Au Burundi, le porte-parole du gouvernement, Prosper Ntahorwamiye, a fait une troublante déclaration, devant les médias locaux, sur la crise qui secoue le pays depuis quelques années. Il indique que la Belgique a «une grande responsabilité dans les différentes crises sociopolitiques qui ont endeuillé le pays».

«Le Gouvernement burundais porte à la connaissance de l’opinion nationale et internationale que le Royaume de Belgique a une grande responsabilité dans l’assassinat du Prince Louis Rwagasore, de sa famille, ainsi que dans les différentes crises socio-politiques qui ont endeuillé le pays», a déclaré le porte-parole sur les radio et télévision d’Etat, Rtnb.

Cette déclaration, diffusée également dans un communiqué rendu public sur le site officiel du gouvernement, intervient alors que les Burundais commémoraient, le 13 octobre, le 57ème anniversaire de l’assassinat du prince Louis Rwagasore, héros de l’indépendance du pays. Bujumbura accuse Bruxelles par la même occasion d’avoir « trempé » dans l’assassinat du héros de l’indépendance et de sa famille. Prosper Ntahorwamiye a indiqué que la Belgique a inoculé au Burundi le virus des divisions ethniques à travers la politique de «diviser pour régner».

Depuis son accession à l’indépendance en juillet 1962, le Burundi a été cycliquement frappé par des guerres et des massacres interethniques sur fond de rivalités pour le pouvoir. C’est la première fois que Bujumbura accuse Bruxelles à travers un communiqué officiel d’avoir une responsabilité dans les crimes cycliques qui ont endeuillé le Burundi ces dernières années.

La Belgique n’a pas encore réagi à ces accusations

Depuis plus de trois ans, les relations entre Bruxelles et Bujumbura sont au plus mal. Le Burundi accusait jusqu’ici la Belgique, son ancienne Métropole, d’héberger ses opposants dont des auteurs de la tentative du coup d’Etat de mai 2015. A l’instar de nombreux autres pays occidentaux, la Belgique a suspendu son aide directe au Burundi, qui était pourtant son principal partenaire économique bilatéral.

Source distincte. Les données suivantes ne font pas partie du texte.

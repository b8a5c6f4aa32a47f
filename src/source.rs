//! Schema source files and directory discovery.

use crate::config::Config;
use crate::error::{Error, Result};
use serde::{Deserialize, Serialize};
use std::path::Path;

/// One input file: a path relative to the project root plus its text.
#[derive(Debug, Clone, PartialEq, Eq, Serialize, Deserialize)]
pub struct SourceFile {
    pub path: String,
    pub text: String,
}

impl SourceFile {
    pub fn new(path: impl Into<String>, text: impl Into<String>) -> Self {
        Self {
            path: path.into(),
            text: text.into(),
        }
    }
}

/// Every file under `root` whose extension is configured, sorted by relative
/// `/`-separated path. Unreadable files are skipped with a warning.
pub fn load_directory(root: &Path, config: &Config) -> Result<Vec<SourceFile>> {
    let mut files = Vec::new();
    collect(root, root, config, &mut files)?;
    files.sort_by(|a, b| a.path.cmp(&b.path));
    log::info!("found {} schema files under {}", files.len(), root.display());
    Ok(files)
}

fn collect(root: &Path, dir: &Path, config: &Config, files: &mut Vec<SourceFile>) -> Result<()> {
    let io_err = |source| Error::Io {
        path: dir.to_path_buf(),
        source,
    };
    for entry in std::fs::read_dir(dir).map_err(io_err)? {
        let path = entry.map_err(io_err)?.path();
        if path.is_dir() {
            collect(root, &path, config, files)?;
            continue;
        }
        if !config.includes(&path) {
            continue;
        }
        let text = match std::fs::read_to_string(&path) {
            Ok(text) => text,
            Err(e) => {
                log::warn!("Cannot read {}: {}", path.display(), e);
                continue;
            }
        };
        files.push(SourceFile::new(relative_path(root, &path), text));
    }
    Ok(())
}

fn relative_path(root: &Path, path: &Path) -> String {
    let relative = path.strip_prefix(root).unwrap_or(path);
    relative
        .components()
        .map(|c| c.as_os_str().to_string_lossy())
        .collect::<Vec<_>>()
        .join("/")
}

Le Burundi a plongé dans une grave crise politico-sécuritaire depuis que le président Pierre Nkurunziza avait annoncé en avril 2015 sa candidature à un troisième mandat, jugé inconstitutionnel par l’opposition, la société civile et de larges pans de son propre parti. Un mandat qu’il a obtenu en juillet de la même année, au terme d’une élection boycottée par l’opposition. Les violences consécutives à cette crise ont déjà fait plus d’un millier de morts et poussé près de 400.000 personnes à fuir le pays, selon le rapport de l’agence de l’ONU pour les réfugiés (UNHCR) publié le 30 septembre 2018.